> [WORK INSTRUCTIONS]:
Which of the lines below hold "FieldCatalog"? Please return each one.

> [DATA SUPPLIED]:
--
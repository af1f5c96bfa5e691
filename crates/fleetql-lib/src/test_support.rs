//! Catalogs shared by unit tests.

use std::sync::{Arc, LazyLock};

use fleetql_core::{FieldCatalog, FieldDescriptor};

/// A small device catalog covering every field kind.
///
/// | field        | kind                                    |
/// |--------------|-----------------------------------------|
/// | `ID`         | number                                  |
/// | `NAME`       | string                                  |
/// | `STATUS`     | enum `online`, `offline`, `retired`     |
/// | `ENABLED`    | boolean                                 |
/// | `LASTSEEN`   | timestamp                               |
/// | `TAG`        | linked collection, defaults to `name`   |
/// | `META`       | map                                     |
/// | `GROUP`      | sub-entity                              |
/// | `ATTACHMENT` | collection without default              |
pub fn devices() -> Arc<FieldCatalog> {
    static CATALOG: LazyLock<Arc<FieldCatalog>> = LazyLock::new(|| {
        Arc::new(build_devices().unwrap_or_else(|err| panic!("test catalog: {err}")))
    });
    Arc::clone(&CATALOG)
}

fn build_devices() -> Result<FieldCatalog, fleetql_core::CatalogError> {
    let tags = FieldCatalog::builder("tag", "tag")
        .field(FieldDescriptor::number("id", "id"))
        .field(FieldDescriptor::string("name", "name"))
        .field(FieldDescriptor::string("colour", "colour"))
        .build()?;
    let group = FieldCatalog::builder("device_group", "device_group")
        .field(FieldDescriptor::number("id", "id"))
        .field(FieldDescriptor::string("name", "name"))
        .build()?;
    let attachments = FieldCatalog::builder("attachment", "attachment")
        .field(FieldDescriptor::string("file", "file"))
        .field(FieldDescriptor::number("size", "size"))
        .build()?;

    FieldCatalog::builder("device", "device")
        .field(FieldDescriptor::number("ID", "id"))
        .field(FieldDescriptor::string("NAME", "name"))
        .field(FieldDescriptor::enumerated(
            "STATUS",
            "status",
            ["online", "offline", "retired"],
        ))
        .field(FieldDescriptor::boolean("ENABLED", "enabled"))
        .field(FieldDescriptor::timestamp("LASTSEEN", "last_seen"))
        .field(
            FieldDescriptor::linked_collection("TAG", "device_tag", "device_id", "tag_id", tags)
                .with_default("name"),
        )
        .field(FieldDescriptor::map(
            "META",
            "device_meta",
            "device_id",
            "meta_key",
            "meta_value",
        ))
        .field(FieldDescriptor::sub_entity("GROUP", "group_id", group))
        .field(FieldDescriptor::collection(
            "ATTACHMENT",
            "device_id",
            attachments,
        ))
        .build()
}
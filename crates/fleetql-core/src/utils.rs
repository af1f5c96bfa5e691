/// Canonical lookup key for a field name: ASCII upper-case.
///
/// # Examples
/// ```
/// use fleetql_core::utils::canonical_name;
/// assert_eq!(canonical_name("updateStatus"), "UPDATESTATUS");
/// assert_eq!(canonical_name("NAME"), "NAME");
/// ```
pub fn canonical_name(s: &str) -> String {
    s.to_ascii_uppercase()
}

/// Case-insensitive (ASCII) prefix test.
///
/// # Examples
/// ```
/// use fleetql_core::utils::starts_with_ignore_case;
/// assert!(starts_with_ignore_case("CONTROLLERID", "contr"));
/// assert!(!starts_with_ignore_case("NAME", "names"));
/// ```
pub fn starts_with_ignore_case(s: &str, prefix: &str) -> bool {
    s.len() >= prefix.len()
        && s.is_char_boundary(prefix.len())
        && s[..prefix.len()].eq_ignore_ascii_case(prefix)
}

/// Render a list of names the way error messages show them: `[a, b, c]`.
pub fn bracket_list<'a>(items: impl IntoIterator<Item = &'a str>) -> String {
    let mut out = String::from("[");
    for (i, item) in items.into_iter().enumerate() {
        if i > 0 {
            out.push_str(", ");
        }
        out.push_str(item);
    }
    out.push(']');
    out
}
use indoc::indoc;

use super::config::*;

#[test]
fn defaults() {
    let config = EngineConfig::default();
    assert!(config.ignore_case);
    assert!(!config.case_insensitive_db);
    assert!(!config.lexicographic_ordering);
    assert_eq!(config.generation, Generation::Current);
    assert_eq!(config.max_depth, 64);
    assert_eq!(config.max_tokens, 4096);
    assert_eq!(config.max_comparisons, 256);
}

#[test]
fn empty_object_is_default() {
    assert_eq!(EngineConfig::from_json("{}").unwrap(), EngineConfig::default());
}

#[test]
fn from_json_overrides() {
    let json = indoc! {r#"
        {
            "ignore_case": false,
            "generation": "legacy",
            "max_depth": 8,
            "polling": { "polling_interval_ms": 1000 }
        }
    "#};

    let config = EngineConfig::from_json(json).unwrap();
    assert!(!config.ignore_case);
    assert_eq!(config.generation, Generation::Legacy);
    assert_eq!(config.max_depth, 8);
    assert_eq!(config.max_tokens, 4096);
    assert_eq!(config.polling.polling_interval_ms, 1000);
    assert_eq!(config.polling.overdue_interval_ms, 300_000);
}

#[test]
fn unknown_keys_rejected() {
    let err = EngineConfig::from_json(r#"{ "ignorecase": true }"#).unwrap_err();
    assert!(matches!(err, ConfigError::Json(_)));
    assert!(err.to_string().starts_with("invalid config: unknown field `ignorecase`"));
}

#[test]
fn missing_file() {
    let err = EngineConfig::from_path(std::path::Path::new("/nonexistent/fleetql.json")).unwrap_err();
    assert!(matches!(err, ConfigError::Io { .. }));
}

#[test]
fn case_folding_flags() {
    let config = EngineConfig::default();
    assert!(config.store_folds_case());
    assert!(config.matcher_folds_case());

    let config = config.with_case_insensitive_db(true);
    assert!(!config.store_folds_case());
    assert!(config.matcher_folds_case());

    let config = config.with_ignore_case(false).with_case_insensitive_db(false);
    assert!(!config.store_folds_case());
    assert!(!config.matcher_folds_case());
}

#[test]
fn generation_from_str() {
    assert_eq!("Legacy".parse::<Generation>().unwrap(), Generation::Legacy);
    assert_eq!("current".parse::<Generation>().unwrap(), Generation::Current);
    assert!("newest".parse::<Generation>().is_err());
    assert_eq!(Generation::Legacy.to_string(), "legacy");
}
--
> [EXPECTED ANSWER]:
use fleetql_core::{FieldCatalog, FieldDescriptor};
pub fn devices() -> Arc<FieldCatalog> {
    static CATALOG: LazyLock<Arc<FieldCatalog>> = LazyLock::new(|| {
fn build_devices() -> Result<FieldCatalog, fleetql_core::CatalogError> {
    let tags = FieldCatalog::builder("tag", "tag")
    let group = FieldCatalog::builder("device_group", "device_group")
    let attachments = FieldCatalog::builder("attachment", "attachment")
    FieldCatalog::builder("device", "device")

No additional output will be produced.